Instapundit links to an interesting piece from a law student offering various pieces of advice about the law school process. There are also many good thoughts in the comments section.

For all the diversity of opinions about the law school experience expressed there, I didn't see some things I thought important. Perhaps my law school experience was different, but I enjoyed reading someone touching on a couple of basic aspects of what law school is, and thought I'd add my two cents.

The basic function of a law school is to produce a commodity: lawyers. The value of law schools to employers is that they produce said product. The value of law school to students is that the school turns them into marketable product. As you probably know, law is -- like other types of advanced higher education -- very hierarchical. Roughly speaking, the better (read: higher ranked, by such entities as US News) your law school, the better your chance of landing a job at a top firm, or a prestigious clerkship (read: federal clerkship). Once a student lands in law school, the jostling for hierarchical place continues: better grades = better class rank = better starting salary/clerkship. Or, if you don't want to become a practicing lawyer, but say a law professor, the equation is much the same. Law professors are typically hired at schools ranked equal to or below the ones they attended in the institutional food chain. There are of course exceptions to this rule, but it tends to be true . . . you won't find many San Fernando Valley College of Law grads teaching at, say, USC or UCLA law school.

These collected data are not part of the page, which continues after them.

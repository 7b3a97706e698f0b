//! Mutable world services handed to an actor while it runs a transition.

use rand::Rng;
use rand_xoshiro::Xoshiro256PlusPlus;

use crate::actors::ActorId;
use crate::capabilities::{AnimationCue, Presentation};
use crate::config::CombatConfig;
use crate::events::CombatEvent;
use crate::timers::{TimerPurpose, TimerQueue};

pub struct CombatContext<'a> {
    pub timers: &'a mut TimerQueue,
    pub rng: &'a mut Xoshiro256PlusPlus,
    pub events: &'a mut Vec<CombatEvent>,
    pub presentation: &'a mut dyn Presentation,
    pub config: &'a CombatConfig,
}

impl CombatContext<'_> {
    pub fn schedule(&mut self, actor: ActorId, purpose: TimerPurpose, seconds: f32) {
        self.timers.schedule(actor, purpose, seconds);
    }

    pub fn cancel(&mut self, actor: ActorId, purpose: TimerPurpose) {
        self.timers.cancel(actor, purpose);
    }

    pub fn play(&mut self, actor: ActorId, cue: AnimationCue) {
        self.presentation.play_animation(actor, &cue);
    }

    pub fn emit(&mut self, event: CombatEvent) {
        self.events.push(event);
    }

    /// True with probability `chance` (clamped to 0-1).
    pub fn roll(&mut self, chance: f32) -> bool {
        if chance <= 0.0 {
            return false;
        }
        if chance >= 1.0 {
            return true;
        }
        self.rng.gen::<f32>() < chance
    }
}

/// Owns everything a `CombatContext` borrows, for unit tests.
#[cfg(test)]
pub(crate) struct TestContext {
    pub timers: TimerQueue,
    pub rng: Xoshiro256PlusPlus,
    pub events: Vec<CombatEvent>,
    pub presentation: crate::capabilities::RecordingPresentation,
    pub config: CombatConfig,
}

#[cfg(test)]
impl TestContext {
    pub fn new() -> Self {
        use rand::SeedableRng;
        Self {
            timers: TimerQueue::new(),
            rng: Xoshiro256PlusPlus::seed_from_u64(1),
            events: Vec::new(),
            presentation: Default::default(),
            config: CombatConfig::default(),
        }
    }

    pub fn ctx(&mut self) -> CombatContext<'_> {
        CombatContext {
            timers: &mut self.timers,
            rng: &mut self.rng,
            events: &mut self.events,
            presentation: &mut self.presentation,
            config: &self.config,
        }
    }
}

Oh, another note about law professors. With all due respect to Instapundit and my professors at BU, the general function of law professors is -- in my experience -- to make more difficult the learning of material which, in fact, is not that conceptually difficult. There are very few concepts in law that are difficult to understand: it's not metaphysics! Rather than presenting material in a logical fashion, part of the American legal educational tradition is to make it more difficult that it really is . . . this is part of what people are referring to when they speak of the initatory nature of law school. I never figured out what the initatory nature of wading through thousands of pages of case law was supposed to do for me as a lawyer, but I digress. There are exceptions to this, and the trend lessens as one goes forward through the years: 1Ls get more of this initiatory treatment than 2Ls, and so on. By the time you hit third year, you either know how to study the stuff or you don't, and the profs gradually stop caring about it . . .

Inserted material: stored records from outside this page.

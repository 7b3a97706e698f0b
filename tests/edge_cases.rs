//! Edge case & boundary tests
//!
//! Gameplay rules at their boundaries:
//! - Weak-spot scaling with rarity
//! - Balance depletion and the stagger it causes, under both reset policies
//! - Reload bookkeeping against the carried-ammo pool
//! - Rejected actions leave state untouched
//! - Timers die with their actor
//! - Spawner and explosive behaviour

use bevy::math::Vec3;

use shooter_core::actors::ActorId;
use shooter_core::balance::BalanceResetPolicy;
use shooter_core::capabilities::{EmptyTracer, HitResult};
use shooter_core::config::CombatConfig;
use shooter_core::damage::ShotProfile;
use shooter_core::enemy::EnemyState;
use shooter_core::events::CombatEvent;
use shooter_core::player::CombatState;
use shooter_core::rarity::ItemRarity;
use shooter_core::timers::TimerPurpose;
use shooter_core::weapon::{AmmoType, WeaponKind};
use shooter_core::world::CombatWorld;

// ============================================================
// Helpers
// ============================================================

/// Enemies never hit-react, dodge or roar, so state checks are exact.
fn quiet_config() -> CombatConfig {
    let mut config = CombatConfig::default();
    config.enemy.hit_react_chance = 0.0;
    config.enemy.dodge_chance = 0.0;
    config.enemy.roar_chance = 0.0;
    config
}

fn quiet_world() -> CombatWorld {
    CombatWorld::new(quiet_config())
}

fn body_hit(world: &mut CombatWorld, enemy: ActorId, profile: ShotProfile) {
    world.route_bullet_hit(&HitResult::on_actor(enemy, "spine", Vec3::ZERO), profile, None);
}

fn armed_rifle(world: &mut CombatWorld) -> ActorId {
    let player = world.spawn_player(Vec3::ZERO);
    assert!(world.give_weapon(player, WeaponKind::AssaultRifle, ItemRarity::Damaged));
    player
}

/// Empty the magazine and set the carried rifle ammo to `carried`.
fn set_ammo(world: &mut CombatWorld, player: ActorId, magazine: u32, carried: u32) {
    let p = world.player_mut(player).unwrap();
    let weapon = p.equipped_weapon().unwrap().clone().with_ammo(magazine);
    *p.inventory.equipped_mut().unwrap() = weapon;
    p.ammo.take(AmmoType::AssaultRifle, u32::MAX);
    p.ammo.add(AmmoType::AssaultRifle, carried);
}

fn magazine(world: &CombatWorld, player: ActorId) -> u32 {
    world.player(player).unwrap().equipped_weapon().unwrap().ammo()
}
use serde::{Deserialize, Serialize};

use crate::config::PlayerTuning;

/// Stamina for sprinting and dodging; regenerates after a cooldown since last use.
#[derive(Debug, Clone, Serialize, Deserialize)]
pub struct StaminaPool {
    current: f32,
    max: f32,
    pub regen_rate: f32,
    pub regen_cooldown: f32,
    cooldown_remaining: f32,
    pub regen_enabled: bool,
}

impl StaminaPool {
    pub fn new(max: f32, regen_rate: f32, regen_cooldown: f32) -> Self {
        Self {
            current: max,
            max,
            regen_rate,
            regen_cooldown,
            cooldown_remaining: 0.0,
            regen_enabled: true,
        }
    }

    pub fn from_tuning(t: &PlayerTuning) -> Self {
        Self::new(t.max_stamina, t.stamina_regen_rate, t.stamina_regen_cooldown)
    }

    pub fn current(&self) -> f32 {
        self.current
    }

    pub fn max(&self) -> f32 {
        self.max
    }

    /// Spend stamina, clamped at zero, and restart the regen cooldown.
    pub fn consume(&mut self, amount: f32) {
        self.current = (self.current - amount).max(0.0);
        self.cooldown_remaining = self.regen_cooldown;
    }

    pub fn tick(&mut self, dt: f32) {
        if self.cooldown_remaining > 0.0 {
            self.cooldown_remaining = (self.cooldown_remaining - dt).max(0.0);
            return;
        }
        if self.regen_enabled && self.current < self.max {
            self.current = (self.current + self.regen_rate * dt).min(self.max);
        }
    }
}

As one might imagine this makes for a most competitive atmosphere in law school. There is intense competition for grades in this zero-sum atmosphere . . . after all, there are only so many A's to go around. When you add the agonistic nature of the people attracted to law school to the intentional obfuscation of material, and the big stakes involved in finishing high, grade-wise, you get a situation in which Lord Acton's maxim applies. I met more corrupted people in law school than I expect I'd meet at a local jail. One of my favorites was a very political guy -- a Democrat, as it happened -- who insisted that he was going to law school to help other people . . . and that the way of helping others would be to get a federal clerkship, make his way through the ranks, and then eventually be a federal judge, where he would make law to further his (obviously correct, to him) agenda. Anyone who thinks that the best way to help others is by going to law school should have his head examined. I made this suggestion, only to have it rebuffed. Can't imagine why! This isn't to say that there aren't good and valid reasons for going to law school, or that you can't help people -- if this is your goal -- as a lawyer. My point is that in such an atmosphere people are more likely -- given the incentives, and given human nature -- to be corrupted, than say, medical, engineering, or accountancy . . . ah yes, the other professions.

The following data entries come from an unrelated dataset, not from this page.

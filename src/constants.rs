//! Centralized tuning constants for the shooter combat core.
//!
//! These are the defaults `CombatConfig` falls back to. Values that only
//! make sense inside one module (montage section names, compass tables)
//! stay in that module.

// =====================================================
// Health & Stamina
// =====================================================

/// Default max health for any damageable actor
pub const DEFAULT_MAX_HEALTH: f32 = 100.0;

/// Seconds after the last hit before health regeneration resumes
pub const DEFAULT_HEALTH_REGEN_COOLDOWN: f32 = 5.0;

/// Player health regenerated per second once the cooldown elapses
pub const PLAYER_HEALTH_REGEN_RATE: f32 = 10.0;

pub const PLAYER_MAX_STAMINA: f32 = 100.0;

/// Stamina regenerated per second
pub const PLAYER_STAMINA_REGEN_RATE: f32 = 20.0;

/// Seconds after stamina use before it starts regenerating
pub const PLAYER_STAMINA_REGEN_COOLDOWN: f32 = 3.0;

// =====================================================
// Player Movement
// =====================================================

pub const PLAYER_BASE_SPEED: f32 = 500.0;
pub const PLAYER_AIM_SPEED: f32 = 250.0;

/// Walk speed multiplier while sprinting
pub const SPRINT_SPEED_MULT: f32 = 1.5;

/// Minimum stamina required to start sprinting
pub const SPRINT_MIN_STAMINA: f32 = 15.0;

/// Stamina drained per second while sprinting
pub const SPRINT_STAMINA_DRAIN: f32 = 12.5;

/// Forward input below this ends a sprint
pub const SPRINT_FORWARD_THRESHOLD: f32 = 0.5;

// =====================================================
// Dodge
// =====================================================

/// Stamina consumed per dodge; a dodge also requires strictly more than this
pub const DODGE_STAMINA_COST: f32 = 30.0;

/// Seconds before another dodge is allowed
pub const DODGE_COOLDOWN: f32 = 1.5;

/// Dodge montage length (seconds) when no animation callback arrives first
pub const DODGE_DURATION: f32 = 0.6;

/// Invulnerability window granted on dodge entry
pub const DODGE_IFRAMES: f32 = 0.6;

// =====================================================
// Player Actions
// =====================================================

pub const RELOAD_DURATION: f32 = 1.2;
pub const RELOAD_MONTAGE_RATE: f32 = 1.2;
pub const EQUIP_DURATION: f32 = 0.5;

/// Delay into the equip montage at which the weapon hand-off happens
pub const EQUIP_GRAB_DELAY: f32 = 0.2;

pub const PLAYER_STAGGER_DURATION: f32 = 0.8;
pub const PLAYER_STAGGER_RATE: f32 = 1.25;

/// Chance an enemy melee hit staggers the player
pub const PLAYER_HIT_REACT_CHANCE: f32 = 1.0;

/// Starting carried ammo
pub const STARTING_9MM_AMMO: u32 = 85;
pub const STARTING_AR_AMMO: u32 = 150;

// =====================================================
// Recoil & Crosshair
// =====================================================

pub const RECOIL_AMOUNT: f32 = 0.8;

/// Speed the kick decays at; the recovery term chases at twice this
pub const RECOIL_CAMERA_SPEED: f32 = 5.0;

/// Hip-fire multipliers applied on top of the stability factor
pub const HIP_VERTICAL_RECOIL_MULT: f32 = 2.0;
pub const HIP_HORIZONTAL_RECOIL_MULT: f32 = 1.5;

/// Spread radius at accuracy 0 while aiming
pub const BASE_SPREAD_RADIUS: f32 = 80.0;

/// Hip-fire spread multiplier
pub const HIP_SPREAD_MULT: f32 = 2.0;

/// Crosshair ray length
pub const CROSSHAIR_TRACE_DISTANCE: f32 = 50_000.0;

/// Muzzle trace overshoot past the crosshair hit point
pub const MUZZLE_TRACE_EXTENSION: f32 = 1.25;

/// Step taken past a hit the trace ignores before tracing again
pub const TRACE_SKIP_DISTANCE: f32 = 1.0;

/// Ignored hits one trace may step past
pub const MAX_TRACE_PASSES: usize = 16;

/// Seconds the shooting factor stays raised after a shot
pub const SHOOT_TIME_DURATION: f32 = 0.09;

pub const CROSSHAIR_BASE: f32 = 0.5;
pub const CROSSHAIR_MAX_WALK_SPEED: f32 = 600.0;

// =====================================================
// Enemy
// =====================================================

pub const ENEMY_MAX_BALANCE: f32 = 100.0;

/// Balance regained per second while unoccupied (0 disables recovery)
pub const ENEMY_BALANCE_RECOVERY_RATE: f32 = 0.0;

pub const ENEMY_ATTACK_DAMAGE: f32 = 20.0;

/// Cooldown between enemy attacks
pub const ENEMY_ATTACK_WAIT: f32 = 1.0;

pub const ENEMY_ATTACK_DURATION: f32 = 0.9;
pub const ENEMY_STAGGER_DURATION: f32 = 1.5;
pub const ENEMY_STAGGER_RATE: f32 = 0.8;
pub const ENEMY_ROAR_DURATION: f32 = 2.0;
pub const ENEMY_DODGE_DURATION: f32 = 0.5;
pub const ENEMY_DODGE_RATE: f32 = 1.5;
pub const ENEMY_TAUNT_DURATION: f32 = 2.5;
pub const ENEMY_TAUNT_RATE: f32 = 1.15;
pub const ENEMY_BASE_SPEED: f32 = 400.0;

/// Seconds a dead enemy lingers before it is removed
pub const ENEMY_CORPSE_LIFESPAN: f32 = 10.0;

/// Speed multiplier while rushing
pub const RUSH_SPEED_MULT: f32 = 2.5;

/// Chance rolls after a non-lethal hit
pub const ENEMY_HIT_REACT_CHANCE: f32 = 0.33;
pub const ENEMY_DODGE_CHANCE: f32 = 0.06;
pub const ENEMY_ROAR_CHANCE: f32 = 0.015;

pub const DEFAULT_WEAKSPOT_BONE: &str = "head";

// =====================================================
// Items, Explosives, Projectiles, Spawners
// =====================================================

pub const INVENTORY_CAPACITY: usize = 4;

/// Damage scale per rarity star above the first
pub const RARITY_STAR_SCALE: f32 = 0.15;

/// Seconds a thrown weapon falls before it becomes a pickup
pub const WEAPON_DROP_FALL_TIME: f32 = 0.7;

pub const EXPLOSIVE_BASE_DAMAGE: f32 = 100.0;
pub const EXPLOSIVE_RADIUS: f32 = 500.0;

/// Inner (full damage) radius as a fraction of the outer radius
pub const EXPLOSIVE_INNER_FRACTION: f32 = 0.3;

/// Minimum damage at the outer radius as a fraction of base damage
pub const EXPLOSIVE_MIN_DAMAGE_FRACTION: f32 = 0.1;

pub const PROJECTILE_SPEED: f32 = 6500.0;
pub const PROJECTILE_LIFESPAN: f32 = 20.0;

/// Reach of the arrow's collision box, checked as it spawns
pub const PROJECTILE_SPAWN_SWEEP: f32 = 100.0;

pub const SPAWNER_COUNT: u32 = 1;
pub const SPAWNER_INTERVAL: f32 = 0.5;
pub const SPAWNER_RADIUS: f32 = 300.0;

/// Seed used when no config overrides it
pub const DEFAULT_SEED: u64 = 42;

One final note: Law school does not prepare you for the practice of law (you'll get that training from a firm, or another lawyer). Law school does not prepare you for the bar exam (the bar review courses do that). Law school teaches, more than anything else, a mode of thinking. It also, like other professional schools, puts one through an initiatory process designed to enhance exclusivity.

Part of the problem with US legal culture tends to be a problem of system abuse: certain types of class-action suits -- brought more for the enrichment of lawyers than members of the class -- come to mind. For an interesting take on this problem from a different perspective read "Socrates, Strepsiades, and the Abuses of Intellectualism," by classicist Peter Green in his Classical Bearings. The abuse of intellectualism and its tools is not a new phenomenon, and was well known to the ancient Greeks. There's also an excellent discussion of the iniatory nature of law school in my former ethics professor Susan Koniak's co-authored book, The Law and Ethics of Lawyering. Unfortunately the name of the essay escapes me, but it is well worth tracking down and reading.